Last, but not least, you should have a look at these REU notes on these subject. While the normal cycle does not appear, its shadow is all over the place in these beautifully written notes.
Also, see these notes for a minicourse on this topic that I gave a while back.
The Euler operator $d+d^*$ of a spin manifold is the spin Dirac operator
twisted by the $\mathbb Z/2$-graded spinor bundle $W=S^+\ominus S^-$, as explained in Heat Kernels and Dirac Operators by Berline, Getzler, Vergne [BGV, chapter 4.1]. The Chern character $\mathrm{ch}(W)$ equals $e(TM)\hat A(TM)^{-1}$, see [BGV] or Nicolaescu's notes. The cohomological index theorem therefore gives
$$\mathrm{ind}(d+d^*)^+=(\hat A(TM)\wedge\mathrm{ch}(W))[M]=e(TM)[M]$$
The de Rham representative of $e(TM)$ is given by the Pfaffian, and you get your second formula [BGV, Theorem 4.6].
The formulas above are pairings of "characteristic cohomology classes" with "fundamental homology classes". If you regard the Dirac operator as a fundamental $K$-homology class for the $K$-orientation of the tangent bundle given by the chosen spin structure, then the left hand side also constitutes a pairing of the $K$-theory class of the spinor bundle with the corresponding fundamental class.
To avoid the spin condition, you define the ``twist Chern character'' $\mathrm{tr}(\mathrm{exp}(-F^{W/S}))$ as explained in [BGV, chapter 4.1].

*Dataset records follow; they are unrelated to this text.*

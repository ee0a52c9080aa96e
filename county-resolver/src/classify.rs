//! Classification d'un batch de points contre toutes les régions

use std::collections::HashMap;

use crate::error::ClassificationTaskError;
use crate::regions::ContainmentIndex;
use crate::types::Batch;

/// Incréments produits par un batch: région -> nombre de points contenus
pub type PartialCounts = HashMap<String, u64>;

/// Compte, pour chaque région, les points du batch qu'elle contient strictement
///
/// Un point hors de toute région ne compte pas; un point dans plusieurs régions
/// (chevauchement) compte pour chacune. Un point à coordonnée non finie fait
/// échouer tout le batch: aucun incrément n'est produit.
pub fn classify(
    batch: &Batch,
    index: &dyn ContainmentIndex,
) -> Result<PartialCounts, ClassificationTaskError> {
    let mut tally = vec![0u64; index.region_count()];
    let mut hits = Vec::with_capacity(4);

    for (offset, point) in batch.points.iter().enumerate() {
        if !point.x.is_finite() || !point.y.is_finite() {
            return Err(ClassificationTaskError::MalformedPoint {
                batch: batch.sequence,
                offset,
                x: point.x,
                y: point.y,
            });
        }

        hits.clear();
        index.containing(*point, &mut hits);
        for &position in &hits {
            tally[position] += 1;
        }
    }

    Ok(tally
        .into_iter()
        .enumerate()
        .filter(|&(_, count)| count > 0)
        .map(|(position, count)| (index.region_id(position).to_string(), count))
        .collect())
}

The formulas above still hold.
You can even get rid of orientability by regarding $e(TM)\in H^{\dim M}(M,o(TM))$ as a cohomology class twisted by the orientation bundle. Similarly, the Pfaffian is in fact a differential form twisted by the orientation bundle. Then all formulas above make sense without an orientation of $TM$.
On the other hand, the Euler number is the "trace" of id$_M$ in a sense explained nicely here (Def 2.2) - no matter if you count cells or dimensions of (co-) homology groups.
To relate it to the pairings above, you may use either Hodge theory, or the Gauss-Bonnet-Chern theorem, or deduce $e(TM)[M]=\chi(M)$ from the Poincar'e-Hopf theorem, e.g. using Morse theory. It seems that because $\chi(M)$ and $e(TM)[M]$ are different kinds of objects, some work is needed for this step.
Best Answer
Yes, there's close relationship between angle defect and curvature. It gets called the Bertrand–Diquet–Puiseux theorem:
$$\kappa(p) = \lim_{r\to 0^+} 3\frac{2\pi r-C_p(r)}{\pi r^3}$$
$$\kappa(p) = \lim_{r\to 0^+}12\frac{\pi r^2-A_p(r)}{\pi r^4 } $$
where $C_p(r)$ is the circumference of the circle of radius $r$ centred at $p$ and $A_p(r)$ the area.
These formulas are for smooth surfaces but you can think of the first formula as describing $\kappa$ as an angle defect, and the 2nd formula as describing how $\kappa$ gets concentrated at the vertices for a triangular mesh.